According to the Annual Comprehensive Financial Report for the period ending 6-30-24, total headcount declined from 10,701 in 2015 to 2024 to 8,263 in 2024, a 23% decline. Full-time student equivalent (FTSE) dropped from 4,130 at that same time to 3,275, a 21% decline.
The virtual FTSE went from 1,297 to 1,764, a 36% increase, while the onsite went from 2,833 to 1,511, a 47% decline. Virtual enrollment was 31% in 2015 but was over half the enrollment, 54%, in 2024.
From that same report, full-time teachers declined from 96 to 90 while other full-time staff increased from 261 to 290. Part-time teachers declined from 311 to 135, a 57% drop, while part-time non-teaching dropped from 244 to 131, a 46% decline.
The overall trends then are an overall declining enrollment with a shift to online courses, with relatively stable full-time employment and significant drops in part-time employment. In both full-time and part-time employment, teaching lagged behind non-teaching cuts.

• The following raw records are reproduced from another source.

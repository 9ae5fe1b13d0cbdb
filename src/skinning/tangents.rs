//! Tangent space reconstruction.
//!
//! Tangents and bitangents are regenerated from triangle position and UV
//! gradients rather than trusted from the source: per-triangle directions are
//! accumulated onto the triangle's vertices, then each vertex's tangent is
//! Gram-Schmidt orthogonalised against its normal.

use glam::Vec3;

use crate::resources::vertex::SkinVertex;

/// Counters from one reconstruction run.
#[derive(Debug, Clone, Copy, PartialEq, Eq, Default)]
pub struct TangentStats {
    /// Triangles skipped because their UV mapping has (near) zero area.
    pub degenerate_triangles: usize,
    /// Vertices that touched no usable triangle and got the fallback basis.
    pub fallback_vertices: usize,
}

/// Recomputes `tangent` and `bitangent` for every vertex.
///
/// Deterministic: identical input yields bit-identical output.
pub fn reconstruct_tangents(vertices: &mut [SkinVertex], indices: &[u32]) -> TangentStats {
    let mut stats = TangentStats::default();
    let mut tan1 = vec![Vec3::ZERO; vertices.len()];
    let mut tan2 = vec![Vec3::ZERO; vertices.len()];

    // Pass 1: accumulate per-triangle UV-space directions
    for tri in indices.chunks_exact(3) {
        let (i1, i2, i3) = (tri[0] as usize, tri[1] as usize, tri[2] as usize);
        let (v1, v2, v3) = (&vertices[i1], &vertices[i2], &vertices[i3]);

        let s1 = v2.uv.x - v1.uv.x;
        let s2 = v3.uv.x - v1.uv.x;
        let t1 = v2.uv.y - v1.uv.y;
        let t2 = v3.uv.y - v1.uv.y;

        let denom = s1 * t2 - s2 * t1;
        if denom.abs() < f32::EPSILON {
            // Zero-area UVs: this triangle says nothing about the tangent direction
            stats.degenerate_triangles += 1;
            continue;
        }
        let r = 1.0 / denom;
        debug_assert!(r.is_finite(), "non-finite UV determinant inverse");

        let e1 = v2.position - v1.position;
        let e2 = v3.position - v1.position;

        let sdir = (e1 * t2 - e2 * t1) * r;
        let tdir = (e2 * s1 - e1 * s2) * r;

        for i in [i1, i2, i3] {
            tan1[i] += sdir;
            tan2[i] += tdir;
            debug_assert!(tan1[i].is_finite() && tan2[i].is_finite(), "non-finite tangent accumulator at vertex {i}");
        }
    }

    // Pass 2: orthonormalise against the normal
    for (i, vertex) in vertices.iter_mut().enumerate() {
        let n = vertex.normal;
        debug_assert!(n.is_finite(), "non-finite normal at vertex {i}");

        let t = tan1[i];
        if t.length_squared() < f32::EPSILON {
            stats.fallback_vertices += 1;
            let tangent = fallback_tangent(n);
            debug_assert!(tangent.is_finite(), "non-finite fallback tangent at vertex {i}");
            vertex.tangent = finite_or_zero(tangent);
            vertex.bitangent = finite_or_zero(n.cross(tangent));
            continue;
        }

        let tangent = (t - n * n.dot(t)).normalize();
        debug_assert!(tangent.is_finite(), "non-finite tangent at vertex {i}");

        let handedness = if n.cross(t).dot(tan2[i]) < 0.0 { -1.0 } else { 1.0 };
        let bitangent = n.cross(tangent) * handedness;
        debug_assert!(bitangent.is_finite(), "non-finite bitangent at vertex {i}");

        vertex.tangent = finite_or_zero(tangent);
        vertex.bitangent = finite_or_zero(bitangent);
    }

    stats
}

/// A tangent perpendicular to `normal` picked without any UV information.
fn fallback_tangent(normal: Vec3) -> Vec3 {
    let mut t = normal.cross(Vec3::X);
    if t.length_squared() < f32::EPSILON {
        t = normal.cross(Vec3::Y);
    }
    t.normalize()
}

/// Replaces NaN / infinite components with zero.
#[inline]
pub(crate) fn finite_or_zero(v: Vec3) -> Vec3 {
    Vec3::new(finite(v.x), finite(v.y), finite(v.z))
}

#[inline]
fn finite(x: f32) -> f32 {
    if x.is_finite() { x } else { 0.0 }
}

Total operating expenses increased from $63.3M to $73.0m, a 15% increase, but when adjusted for FTSE, the cost goes from 15,340 to 22,295, a 45% increase. The consumer price index during that period was 32% so the inflation- adjusted increase was 10%. We can get into small arguments about the CPI, what it measures and make all kind of adjustments but the point is that there is a trendline.